The problem: Each line that includes "words" must be copied from the records.

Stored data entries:

impl RobotState {
    /// Absorb one robot notification.
    ///
    /// Returns the strings whose content may have changed, or `Ok(None)` when
    /// the entity is not part of the model.
    pub fn apply(
        &mut self,
        entity: &str,
        value: &str,
    ) -> Result<Option<&'static [StatusString]>, StateError> {
        let bad = |reason: &str| StateError {
            entity: entity.to_string(),
            value: value.to_string(),
            reason: reason.to_string(),
        };

        let refresh = match entity {
            "status" => {
                let bits = parse_int(value).ok_or_else(|| bad("not an integer"))?;
                self.status = u32::try_from(bits).map_err(|_| bad("out of range"))?;
                STATUS
            }
            "safety_gate" => {
                self.safety_gate = parse_flag(value).ok_or_else(|| bad("not a flag"))?;
                STATUS
            }
            "at_home" => {
                self.at_home = parse_flag(value).ok_or_else(|| bad("not a flag"))?;
                STATUS
            }
            "task_message" => {
                self.task_message = value.to_string();
                STATUS
            }
            "task_progress" => {
                self.task_progress = value.to_string();
                STATUS
            }
            "pins_lost" => {
                self.pins_lost = parse_int(value).ok_or_else(|| bad("not an integer"))?;
                STATUS
            }
            "pins_mounted" => {
                self.pins_mounted = parse_int(value).ok_or_else(|| bad("not an integer"))?;
                STATUS
            }
            "closest_point" => {
                self.closest_point = parse_int(value).ok_or_else(|| bad("not an integer"))?;
                STATE
            }
            "ln2_level" => {
                self.ln2_level = Some(parse_int(value).ok_or_else(|| bad("not an integer"))?);
                STATE
            }
            "holder_types" => {
                for (position, item) in by_position(value).map_err(|r| bad(&r))? {
                    self.holder_types[position] =
                        HolderType::from_value(&item).ok_or_else(|| bad("unknown holder type"))?;
                }
                CASSETTE
            }
            "port_states" => {
                for (position, item) in by_position(value).map_err(|r| bad(&r))? {
                    self.port_states[position] = port_states(&item).ok_or_else(|| bad("bad port list"))?;
                }
                CASSETTE
            }
            "sample_locations" => {
                self.sample_locations = sample_locations(value).map_err(|r| bad(&r))?;
                STATE_AND_CASSETTE
            }
            "port_distances" => {
                for (position, item) in by_position(value).map_err(|r| bad(&r))? {
                    self.port_distances[position] = distances(&item).ok_or_else(|| bad("bad distance list"))?;
                }
                FORCES
            }
            "height_errors" => {
                for (position, item) in by_position(value).map_err(|r| bad(&r))? {
                    self.height_errors[position] = match item {
                        Value::Null => None,
                        other => Some(other.as_f64().ok_or_else(|| bad("not a number"))?),
                    };
                }
                FORCES
            }
            "last_toolset_calibration" => self.set_calibration(0, value),
            "last_left_calibration" => self.set_calibration(1, value),
            "last_middle_calibration" => self.set_calibration(2, value),
            "last_right_calibration" => self.set_calibration(3, value),
            "last_goniometer_calibration" => self.set_calibration(4, value),
            "gripper_command" => self.set_line(Line::Output(OUTPUT_GRIPPER), value).ok_or_else(|| bad("not a flag"))?,
            "lid_command" => self.set_line(Line::Output(OUTPUT_LID), value).ok_or_else(|| bad("not a flag"))?,
            "heater_air_command" => self.set_line(Line::Output(OUTPUT_DRY_AIR), value).ok_or_else(|| bad("not a flag"))?,
            "heater_command" => self.set_line(Line::Output(OUTPUT_HEATER), value).ok_or_else(|| bad("not a flag"))?,
            "gripper_open" => self.set_line(Line::Input(INPUT_GRIPPER_OPEN), value).ok_or_else(|| bad("not a flag"))?,
            "gripper_closed" => self.set_line(Line::Input(INPUT_GRIPPER_CLOSED), value).ok_or_else(|| bad("not a flag"))?,
            "lid_closed" => self.set_line(Line::Input(INPUT_LID_CLOSED), value).ok_or_else(|| bad("not a flag"))?,
            "lid_open" => self.set_line(Line::Input(INPUT_LID_OPEN), value).ok_or_else(|| bad("not a flag"))?,
            "heater_hot" => self.set_line(Line::Input(INPUT_HEATER_HOT), value).ok_or_else(|| bad("not a flag"))?,
            _ => return Ok(None),
        };
        Ok(Some(refresh))
    }

    fn set_calibration(&mut self, slot: usize, value: &str) -> &'static [StatusString] {
        let value = value.trim();
        self.calibrations[slot] = (!value.is_empty() && value != "null").then(|| value.to_string());
        CALIBRATION
    }

    fn set_line(&mut self, line: Line, value: &str) -> Option<&'static [StatusString]> {
        let on = parse_flag(value)?;
        Some(match line {
            Line::Output(n) => {
                self.outputs[n] = on;
                OUTPUT
            }
            Line::Input(n) => {
                self.inputs[n] = on;
                INPUT
            }
        })
    }

    /// Numeric `status:` field: the robot's bits plus the bridge's own.
    pub fn status_bits(&self) -> u32 {
        let mut bits = self.status;
        if self.needs_clear {
            bits |= status::NEED_CLEAR;
        }
        if self.safety_gate {
            bits |= status::REASON_SAFEGUARD;
        }
        if !self.at_home {
            bits |= status::REASON_NOT_HOME;
        }
        bits
    }

    /// DCSS port name (`l 1 A`) for a robot port, or `invalid`.
    ///
    /// Cassettes have 8 rows per column; adaptors hold pucks of 16.
    pub fn port_name(&self, port: Option<PortRef>) -> String {
        let Some(port) = port else {
            return "invalid".to_string();
        };
        let per_group = match self.holder_types[port.position as usize] {
            HolderType::Cassette | HolderType::CalibrationCassette => 8,
            HolderType::Adaptor => 16,
            _ => return "invalid".to_string(),
        };
        let Some(letter) = u8::try_from(port.index / per_group)
            .ok()
            .and_then(|g| b'A'.checked_add(g))
            .filter(u8::is_ascii_uppercase)
        else {
            return "invalid".to_string();
        };
        format!(
            "{} {} {}",
            port.position.code(),
            port.index % per_group + 1,
            char::from(letter)
        )
    }

    pub fn sample_state(&self) -> &'static str {
        let here = &self.sample_locations;
        if here.goniometer.is_some() {
            "on gonio"
        } else if here.cavity.is_some() {
            "on tong"
        } else if here.picker.is_some() {
            "on picker"
        } else if here.placer.is_some() {
            "on placer"
        } else {
            "no"
        }
    }

    fn ln2(&self) -> &'static str {
        match self.ln2_level {
            Some(0) => "no",
            Some(1) => "yes",
            _ => "wrong",
        }
    }

    /// Value words of `string`, i.e. everything after `<name> normal`.
    pub fn render(&self, string: StatusString) -> Vec<String> {
        match string {
            StatusString::Status => self.render_status(),
            StatusString::State => self.render_state(),
            StatusString::Cassette => self.render_cassette(),
            StatusString::Force(position) => self.render_force(position),
            StatusString::Calibration => self
                .calibrations
                .iter()
                .map(|ts| ts.clone().unwrap_or_default())
                .collect(),
            StatusString::Output => lines(&self.outputs),
            StatusString::Input => lines(&self.inputs),
        }
    }

    fn render_status(&self) -> Vec<String> {
        let bits = self.status_bits();
        let flag = |mask: u32| u8::from(bits & mask != 0).to_string();
        let mounted = match self.sample_locations.goniometer {
            Some(port) => self.port_name(Some(port)),
            None => String::new(),
        };
        [
            ("status:", bits.to_string()),
            ("need_reset:", flag(status::NEED_RESET)),
            ("need_cal:", flag(status::NEED_CAL_ALL)),
            ("state:", self.foreground.clone().unwrap_or_else(|| "idle".to_string())),
            ("warning:", String::new()),
            ("cal_msg:", self.task_message.clone()),
            ("cal_step:", self.task_progress.clone()),
            ("mounted:", mounted),
            ("pin_lost:", self.pins_lost.to_string()),
            ("pin_mounted:", self.pins_mounted.to_string()),
            ("manual_mode:", flag(status::IN_MANUAL)),
            ("need_mag_cal:", flag(status::NEED_CAL_MAGNET)),
            ("need_cas_cal:", flag(status::NEED_CAL_CASSETTE)),
            ("need_clear:", flag(status::NEED_CLEAR)),
        ]
        .into_iter()
        .flat_map(|(label, value)| [label.to_string(), value])
        .collect()
    }

    fn render_state(&self) -> Vec<String> {
        let here = &self.sample_locations;
        let zero = || "0".to_string();
        vec![
            self.sample_state().to_string(),
            "in cradle".to_string(),
            format!("P{}", self.closest_point),
            self.ln2().to_string(),
            String::new(),
            zero(),
            zero(),
            zero(),
            u8::from(here.goniometer.is_some()).to_string(),
            zero(),
            zero(),
            self.port_name(here.cavity),
            self.port_name(here.picker),
            self.port_name(here.placer),
            zero(),
            zero(),
            zero(),
            zero(),
        ]
    }

    fn render_cassette(&self) -> Vec<String> {
        let mounted = self.sample_locations.goniometer;
        let mut words = Vec::with_capacity(Position::ALL.len() * (PORTS_PER_POSITION + 1));
        for position in Position::ALL {
            let slot = position as usize;
            words.push(self.holder_types[slot].code().to_string());
            for (index, state) in self.port_states[slot].iter().enumerate() {
                let code = match mounted {
                    Some(m) if m.position == position && m.index == index => 'm',
                    _ => state.code(),
                };
                words.push(code.to_string());
            }
        }
        words
    }

    fn render_force(&self, position: Position) -> Vec<String> {
        let slot = position as usize;
        let height = match self.height_errors[slot] {
            Some(e) if e != 0.0 => format!("{e:?}"),
            _ => "0".to_string(),
        };
        std::iter::once(height)
            .chain(self.port_distances[slot].iter().map(|d| match d {
                Some(d) => format!("{d:.1}"),
                None => "uuuu".to_string(),
            }))
            .collect()
    }
}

Exercise output:
    /// Value words of `string`, i.e. everything after `<name> normal`.
        let mut words = Vec::with_capacity(Position::ALL.len() * (PORTS_PER_POSITION + 1));
            words.push(self.holder_types[slot].code().to_string());
                words.push(code.to_string());
        words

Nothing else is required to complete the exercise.